We have not yet been able to engineer the most complex organs which are solid organs such as the kidney, liver, and heart. These are the most challenging because they are dense with cells and have high oxygen requirements. We do not make predictions about how soon a new treatment might be available because science itself can be unpredictable.

When do you think lab-grown penises will be available to men?
Our team is working on a procedure to replace damaged erectile tissue. Currently, there are reconstructive procedures available for men with congenital abnormalities or damaged or diseased penile tissue. However, with these surgeries, the natural erectile function is not possible. With the treatment being developed at the Institute, donor erectile tissue is being used as a “scaffold.” Cells are removed from this tissue and replaced with a patient’s own cells. This engineered erectile tissue would be used as part of the reconstructive surgery to fashion a new penis. As you can imagine, this is a fairly complex surgery.

What about the 3-D printed ovaries? This year we have seen that they helped mice to get pregnant. When would this technology be available for women?
Scientists at the Institute recently announced that new research in rats suggests the possibility of bioengineering artificial ovaries in the lab to provide a safer, more natural hormone replacement therapy for women. Reporting in Nature Communications, the research team suggests that the cell-based system of hormone replacement, because of its ability to match dose with the body’s needs, is an attractive alternative to drugs and is consistent with current guidelines in the U.S. and Europe recommending the lowest possible doses of hormone replacement therapy.
A future step will be to determine if the treatment is effective in women and if donor cells are a safe option.

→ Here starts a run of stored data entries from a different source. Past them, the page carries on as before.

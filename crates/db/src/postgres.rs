//! Postgres-backed [`DocumentStore`]: every collection shares the
//! `documents` table and field filters use JSONB containment.

use async_trait::async_trait;
use serde_json::{Map, Value};
use sqlx::types::Json;
use sqlx::{FromRow, PgPool};

use crate::error::StoreError;
use crate::store::{
    new_doc_id, stamp_for_insert, stamp_for_update, Document, DocumentStore, Filter, FindOptions,
};

/// A row from the `documents` table.
#[derive(Debug, FromRow)]
struct DocumentRow {
    id: String,
    body: Json<Map<String, Value>>,
}

impl From<DocumentRow> for Document {
    fn from(row: DocumentRow) -> Self {
        Document {
            id: row.id,
            body: row.body.0,
        }
    }
}

/// Shared predicate: `$1` collection, `$2` optional id, `$3` containment object.
const MATCH_CLAUSE: &str = "\
    collection = $1 \
    AND ($2::text IS NULL OR id = $2) \
    AND body @> $3::jsonb";

pub struct PgDocumentStore {
    pool: PgPool,
}

impl PgDocumentStore {
    pub fn new(pool: PgPool) -> Self {
        Self { pool }
    }

    pub fn pool(&self) -> &PgPool {
        &self.pool
    }
}

fn containment(filter: &Filter) -> Json<Value> {
    Json(Value::Object(filter.fields.clone()))
}

#[async_trait]
impl DocumentStore for PgDocumentStore {
    fn backend(&self) -> &'static str {
        "postgres"
    }

    async fn insert(
        &self,
        collection: &str,
        body: Map<String, Value>,
    ) -> Result<Document, StoreError> {
        let id = new_doc_id();
        let body = stamp_for_insert(body);
        let row = sqlx::query_as::<_, DocumentRow>(
            "INSERT INTO documents (id, collection, body) \
             VALUES ($1, $2, $3) \
             RETURNING id, body",
        )
        .bind(&id)
        .bind(collection)
        .bind(Json(&body))
        .fetch_one(&self.pool)
        .await?;
        Ok(row.into())
    }

    async fn find(
        &self,
        collection: &str,
        filter: &Filter,
        options: &FindOptions,
    ) -> Result<Vec<Document>, StoreError> {
        // A NULL sort key orders nothing; a NULL limit returns every row.
        let query = format!(
            "SELECT id, body FROM documents WHERE {MATCH_CLAUSE} \
             ORDER BY body ->> $4::text DESC NULLS LAST, created_at ASC \
             LIMIT $5"
        );
        let rows = sqlx::query_as::<_, DocumentRow>(&query)
            .bind(collection)
            .bind(filter.id.as_deref())
            .bind(containment(filter))
            .bind(options.sort_desc_by.as_deref())
            .bind(options.limit)
            .fetch_all(&self.pool)
            .await?;
        Ok(rows.into_iter().map(Document::from).collect())
    }

    async fn update(
        &self,
        collection: &str,
        filter: &Filter,
        fields: Map<String, Value>,
    ) -> Result<u64, StoreError> {
        let fields = stamp_for_update(fields);
        let query = format!(
            "UPDATE documents SET body = body || $4::jsonb, updated_at = now() \
             WHERE {MATCH_CLAUSE}"
        );
        let result = sqlx::query(&query)
            .bind(collection)
            .bind(filter.id.as_deref())
            .bind(containment(filter))
            .bind(Json(&fields))
            .execute(&self.pool)
            .await?;
        Ok(result.rows_affected())
    }

    async fn delete(&self, collection: &str, filter: &Filter) -> Result<u64, StoreError> {
        let query = format!("DELETE FROM documents WHERE {MATCH_CLAUSE}");
        let result = sqlx::query(&query)
            .bind(collection)
            .bind(filter.id.as_deref())
            .bind(containment(filter))
            .execute(&self.pool)
            .await?;
        Ok(result.rows_affected())
    }

    async fn count(&self, collection: &str, filter: &Filter) -> Result<u64, StoreError> {
        let query = format!("SELECT COUNT(*) FROM documents WHERE {MATCH_CLAUSE}");
        let count: i64 = sqlx::query_scalar(&query)
            .bind(collection)
            .bind(filter.id.as_deref())
            .bind(containment(filter))
            .fetch_one(&self.pool)
            .await?;
        Ok(count.max(0) as u64)
    }

    async fn health_check(&self) -> Result<(), StoreError> {
        sqlx::query("SELECT 1").execute(&self.pool).await?;
        Ok(())
    }
}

What does the “body on a chip” project include?
The body on a chip is basically a miniaturized system of human organs to model the body’s response to harmful agents and develop potential therapies. Human cells are used to create tiny organ-like structures that mimic the function of the heart, liver, lung, blood vessels, etc. Placed on a 2-inch chip, these structures are connected to a system of fluid channels and sensors to provide online monitoring of individual organs and the overall organ system.
This research is supported by the Defense Threat Reduction Agency with the intent to test the body’s response to chemical and biological warfare, but it can also be used to test the effects of new drugs.

How could it benefit people with diseases like cancer?
In addition to working on systems with additional organs, we are also working on “tumors on a chip.” By using a patient’s own cancer cells to grow micro-tumors in the lab, we aim to predict how patients would respond to treatment in order to optimize their care. The model can also help predict where a patient’s tumor is likely to spread.

How do you see the future of regenerative medicine?
The future of medicine, especially where it intersects with regenerative medicine, is very exciting. At our Institute, we are working to develop cell therapies and replacement tissues and organs for more than 40 different areas of the body. Projects range from blood vessels to kidneys to cell therapies for lung disease and hemophilia. We are pursuing multiple strategies, including 3D bioprinting to move our projects forward to meet our ultimate goal – making patients’ lives better.

If the human regeneration holds the potential to rejuvenate, heal, or completely replace damaged tissue and organs, what impact do you think it will have on how we think about aging and death?
Our approach to regenerative medicine is to improve people’s lives. The intent is not to prolong lives necessarily, but to ease suffering. For example, someone experiencing kidney failure will someday, hopefully, be able to have a new kidney made from their own cells implanted which means no rejection or the need for anti-rejection medicines for the rest of their lives.